We also add one more layer: the opcodes are XOR-encoded. Before the interpreter can even decide what to do, it has to transform the byte it reads. The raw program does not contain the opcodes directly. It contains the opcodes masked with a key, and the key lives only inside the interpreter.
fn run(bytecode: &[u8]) {
let mut pc = 0;
let mut stack = Vec::new();
let mut hidden = 0;
loop {
let key = 0x5A;
let opcode = bytecode[pc] ^ key;
match opcode {
0x01 => {
let val = bytecode[pc + 1] as i32;
stack.push(val);
pc += 2;
continue;
}
0x02 => {
let b = stack.pop().expect("stack underflow");
let a = stack.pop().expect("stack underflow");
let result = a + b + hidden;
stack.push(result);
hidden = result % 2;
}
0x03 => {
let b = stack.pop().expect("stack underflow");
let a = stack.pop().expect("stack underflow");
stack.push(a - b);
}
0x04 => {
println!("{}", stack.last().unwrap());
}
0xFF => break,
_ => panic!("unknown opcode"),
}
pc += 1;
}
}
fn main() {
let raw = vec![
0x01 ^ 0x5A, 0x02,
0x01 ^ 0x5A, 0x03,
0x02 ^ 0x5A,
0x04 ^ 0x5A,
0xFF ^ 0x5A,
];
run(&raw);
}
There are a few things worth unpacking here.
The program is now a Vec<u8>, a sequence of raw bytes with no inherent structure. Looking at raw in main, you see values like 0x5B, 0x02, 0x58. Those numbers carry no meaning on their own. You need to know the key, and you need to know the decoding step, before any of it makes sense.
The decoding step is bytecode[pc] ^ key, where key is 0x5A. XOR is a simple and reversible operation: if you XOR a value with a key to encode it, you XOR again with the same key to decode it. Here the encoding happens when we construct raw in main, and the decoding happens at the top of each loop iteration. The interpreter always works with decoded opcodes internally, but what is stored externally is always encoded.

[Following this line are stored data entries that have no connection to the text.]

use crate::{
    expr::{BinaryOperation, Symbol},
    tree::{ExpressionTree, Function, NodeId, Value},
};
use num_bigint::BigInt;
use smol_str::SmolStr;
use std::{
    error::Error,
    fmt::{self, Display, Formatter},
    str::FromStr,
};
use tracing::debug;

/// Parse an [`ExpressionTree`] from whitespace-separated tokens.
///
/// Every binary operation must be wrapped in its own parentheses (e.g.
/// `( ( x * 2 ) + 1 )`) and function calls are written with the name and
/// opening parenthesis fused together (e.g. `sin( x )`).
pub fn parse(src: &str) -> Result<ExpressionTree, ParseError> {
    parse_tokens(src.split_whitespace())
}

/// Parse an [`ExpressionTree`] from raw bytes, failing if they aren't text.
pub fn parse_bytes(src: &[u8]) -> Result<ExpressionTree, ParseError> {
    let src = std::str::from_utf8(src).map_err(|e| {
        ParseError::InvalidInput {
            valid_up_to: e.valid_up_to(),
        }
    })?;

    parse(src)
}

/// Parse an [`ExpressionTree`] from a sequence of tokens which have already
/// been split.
pub fn parse_tokens<I, S>(tokens: I) -> Result<ExpressionTree, ParseError>
where
    I: IntoIterator<Item = S>,
    S: AsRef<str>,
{
    let result = Parser::new().parse(tokens);

    match &result {
        Ok(tree) => debug!(nodes = tree.len(), "Parsed an expression tree"),
        Err(e) => debug!(error = %e, "Unable to parse the expression"),
    }

    result
}

impl FromStr for ExpressionTree {
    type Err = ParseError;

    fn from_str(s: &str) -> Result<Self, Self::Err> { parse(s) }
}

/// A parser which builds the tree top-down, keeping an explicit stack of the
/// nodes to return to once a subexpression is finished.
#[derive(Debug, Clone)]
pub(crate) struct Parser {
    tree: ExpressionTree,
    stack: Vec<NodeId>,
    cursor: NodeId,
    tokens_seen: usize,
}

impl Parser {
    pub(crate) fn new() -> Self {
        let tree = ExpressionTree::default();
        let root = tree.root();

        Parser {
            tree,
            stack: vec![root],
            cursor: root,
            tokens_seen: 0,
        }
    }

    pub(crate) fn parse<I, S>(
        mut self,
        tokens: I,
    ) -> Result<ExpressionTree, ParseError>
    where
        I: IntoIterator<Item = S>,
        S: AsRef<str>,
    {
        for (index, text) in tokens.into_iter().enumerate() {
            let token = Token::classify(text.as_ref(), index)?;
            self.step(token, index)?;
        }

        self.finish()
    }

    fn step(&mut self, token: Token, index: usize) -> Result<(), ParseError> {
        self.tokens_seen += 1;

        match token {
            Token::OpenParen => {
                let child = self.tree.insert_left(self.cursor, Value::Empty);
                self.stack.push(self.cursor);
                self.cursor = child;
            },
            Token::Operator(op) => self.descend_right(Value::Operator(op)),
            Token::Function(function) => {
                self.descend_right(Value::Function(function))
            },
            Token::Integer(value) => {
                self.tree.set_value(self.cursor, Value::Integer(value));
                self.return_to_parent(index)?;
            },
            Token::Symbol(symbol) => {
                self.tree.set_value(self.cursor, Value::Symbol(symbol));
                self.return_to_parent(index)?;
            },
            Token::CloseParen => self.return_to_parent(index)?,
        }

        Ok(())
    }

    /// Store an operator in the current node then move on to its (right)
    /// operand.
    fn descend_right(&mut self, value: Value) {
        self.tree.set_value(self.cursor, value);
        let child = self.tree.insert_right(self.cursor, Value::Empty);
        self.stack.push(self.cursor);
        self.cursor = child;
    }

    fn return_to_parent(&mut self, index: usize) -> Result<(), ParseError> {
        self.cursor = self.stack.pop().ok_or(ParseError::Malformed(
            MalformedKind::NothingToClose { index },
        ))?;

        Ok(())
    }

    fn finish(self) -> Result<ExpressionTree, ParseError> {
        if self.tokens_seen == 0 {
            return Err(ParseError::Malformed(MalformedKind::EmptyInput));
        }

        if !self.stack.is_empty() {
            return Err(ParseError::Malformed(MalformedKind::Unclosed {
                depth: self.stack.len(),
            }));
        }

        if let Some(node) = self.tree.find_incomplete_node() {
            return Err(ParseError::Malformed(MalformedKind::IncompleteNode {
                node,
            }));
        }

        Ok(self.tree)
    }
}

/// Possible errors that may occur while parsing.
#[derive(Debug, Clone, PartialEq)]
pub enum ParseError {
    /// The input wasn't valid UTF-8 text.
    InvalidInput { valid_up_to: usize },
    UnrecognizedToken { token: SmolStr, index: usize },
    /// A number which isn't an integer.
    UnsupportedLiteral { token: SmolStr, index: usize },
    Malformed(MalformedKind),
}

impl Display for ParseError {
    fn fmt(&self, f: &mut Formatter<'_>) -> fmt::Result {
        match self {
            ParseError::InvalidInput { valid_up_to } => write!(
                f,
                "The input isn't valid text (invalid byte at {})",
                valid_up_to
            ),
            ParseError::UnrecognizedToken { token, index } => {
                write!(f, "Unrecognized token \"{}\" at {}", token, index)
            },
            ParseError::UnsupportedLiteral { token, index } => write!(
                f,
                "\"{}\" at {} isn't a supported integer literal",
                token, index
            ),
            ParseError::Malformed(kind) => {
                write!(f, "Malformed expression: {}", kind)
            },
        }
    }
}

impl Error for ParseError {}

/// The ways in which a sequence of valid tokens may still not form an
/// expression.
#[derive(Debug, Clone, PartialEq)]
pub enum MalformedKind {
    EmptyInput,
    /// There was no enclosing expression to return to.
    NothingToClose { index: usize },
    /// The input finished with subexpressions still open.
    Unclosed { depth: usize },
    IncompleteNode { node: NodeId },
}

impl Display for MalformedKind {
    fn fmt(&self, f: &mut Formatter<'_>) -> fmt::Result {
        match self {
            MalformedKind::EmptyInput => write!(f, "there were no tokens"),
            MalformedKind::NothingToClose { index } => {
                write!(f, "nothing left to close at token {}", index)
            },
            MalformedKind::Unclosed { depth } => {
                write!(f, "{} subexpression(s) were never closed", depth)
            },
            MalformedKind::IncompleteNode { node } => {
                write!(f, "node {} is missing its value or operands", node)
            },
        }
    }
}

/// The tokens which can appear in an [`ExpressionTree`]'s text form.
#[derive(Debug, Clone, PartialEq)]
pub enum Token {
    OpenParen,
    CloseParen,
    Operator(BinaryOperation),
    /// A function name fused with its opening parenthesis (e.g. `sin(`).
    Function(Function),
    Integer(BigInt),
    Symbol(Symbol),
}

impl Token {
    /// Figure out what kind of token some text is. The `index` is only used
    /// for error reporting.
    pub fn classify(text: &str, index: usize) -> Result<Token, ParseError> {
        let token = match text {
            "(" => Token::OpenParen,
            ")" => Token::CloseParen,
            "+" => Token::Operator(BinaryOperation::Plus),
            "-" => Token::Operator(BinaryOperation::Minus),
            "*" => Token::Operator(BinaryOperation::Times),
            "/" => Token::Operator(BinaryOperation::Divide),
            "**" => Token::Operator(BinaryOperation::Power),
            "sin(" => Token::Function(Function::Sine),
            "cos(" => Token::Function(Function::Cosine),
            "log(" => Token::Function(Function::Log),
            "exp(" => Token::Function(Function::Exp),
            _ => return Token::operand(text, index),
        };

        Ok(token)
    }

    fn operand(text: &str, index: usize) -> Result<Token, ParseError> {
        let mut chars = text.chars();

        // single letters are symbols
        if let (Some(c), None) = (chars.next(), chars.next()) {
            if c.is_alphabetic() {
                return Ok(Token::Symbol(Symbol::named(text)));
            }
        }

        if is_integer_literal(text) {
            if let Ok(value) = text.parse::<BigInt>() {
                return Ok(Token::Integer(value));
            }
        }

        if looks_numeric(text) {
            Err(ParseError::UnsupportedLiteral {
                token: text.into(),
                index,
            })
        } else {
            Err(ParseError::UnrecognizedToken {
                token: text.into(),
                index,
            })
        }
    }
}

fn strip_sign(text: &str) -> &str {
    if text.starts_with('+') || text.starts_with('-') {
        &text[1..]
    } else {
        text
    }
}

/// An optional sign followed by one or more decimal digits.
fn is_integer_literal(text: &str) -> bool {
    let digits = strip_sign(text);

    !digits.is_empty() && digits.chars().all(|c| c.is_ascii_digit())
}

fn looks_numeric(text: &str) -> bool {
    let mut chars = strip_sign(text).chars();

    match chars.next() {
        Some(c) if c.is_ascii_digit() => true,
        Some('.') => chars.next().map_or(false, |c| c.is_ascii_digit()),
        _ => false,
    }
}

#[cfg(test)]
mod token_tests {
    use super::*;

    macro_rules! token_test {
        ($name:ident, $src:expr, $should_be:expr) => {
            #[test]
            fn $name() {
                let got = Token::classify($src, 0).unwrap();

                assert_eq!(got, $should_be);
            }
        };
    }

    token_test!(open_paren, "(", Token::OpenParen);
    token_test!(close_paren, ")", Token::CloseParen);
    token_test!(plus, "+", Token::Operator(BinaryOperation::Plus));
    token_test!(minus, "-", Token::Operator(BinaryOperation::Minus));
    token_test!(times, "*", Token::Operator(BinaryOperation::Times));
    token_test!(divide, "/", Token::Operator(BinaryOperation::Divide));
    token_test!(power, "**", Token::Operator(BinaryOperation::Power));
    token_test!(sine, "sin(", Token::Function(Function::Sine));
    token_test!(cosine, "cos(", Token::Function(Function::Cosine));
    token_test!(log, "log(", Token::Function(Function::Log));
    token_test!(exp, "exp(", Token::Function(Function::Exp));
    token_test!(single_digit_integer, "3", Token::Integer(3.into()));
    token_test!(multi_digit_integer, "31", Token::Integer(31.into()));
    token_test!(negative_integer, "-31", Token::Integer((-31).into()));
    token_test!(explicitly_positive_integer, "+7", Token::Integer(7.into()));
    token_test!(
        integer_wider_than_64_bits,
        "99999999999999999999",
        Token::Integer("99999999999999999999".parse().unwrap())
    );
    token_test!(single_letter, "x", Token::Symbol(Symbol::named("x")));
    token_test!(upper_case_letter, "Q", Token::Symbol(Symbol::named("Q")));

    #[test]
    fn unsupported_literals() {
        let inputs = vec!["2.5", ".5", "-0.5", "1e3", "2x", "1_000"];

        for (index, src) in inputs.into_iter().enumerate() {
            let got = Token::classify(src, index).unwrap_err();

            assert_eq!(
                got,
                ParseError::UnsupportedLiteral {
                    token: src.into(),
                    index
                }
            );
        }
    }

    #[test]
    fn unrecognized_tokens() {
        let inputs =
            vec!["tan(", "xy", "sin", "$", "--5", "+-5", "^", "(("];

        for (index, src) in inputs.into_iter().enumerate() {
            let got = Token::classify(src, index).unwrap_err();

            assert_eq!(
                got,
                ParseError::UnrecognizedToken {
                    token: src.into(),
                    index
                }
            );
        }
    }
}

The instruction for pushing a value, opcode 0x01, now spans two bytes. The first byte is the opcode itself, and the second byte is the operand. After reading both, pc jumps forward by two instead of one. This is how variable-length encoding works, and it is one of the things that makes disassembly harder because you cannot simply treat every byte as an independent instruction.
The rest of the behavior carries over from the previous version. The hidden state participates in addition. The stack holds working values. The halt instruction ends the loop.
What the progression actually shows
Looking at all three versions together, the operations are still fundamentally the same. Push, add, subtract, print, halt. That has not changed. What changed is the relationship between what is visible and what is happening.
In the first version, the relationship is direct. The instruction set is the documentation. You read the code and you understand the behavior.
In the second version, the relationship is indirect. Names no longer carry meaning, and the behavior of some operations depends on state that accumulates invisibly over time. Understanding requires tracing, not reading.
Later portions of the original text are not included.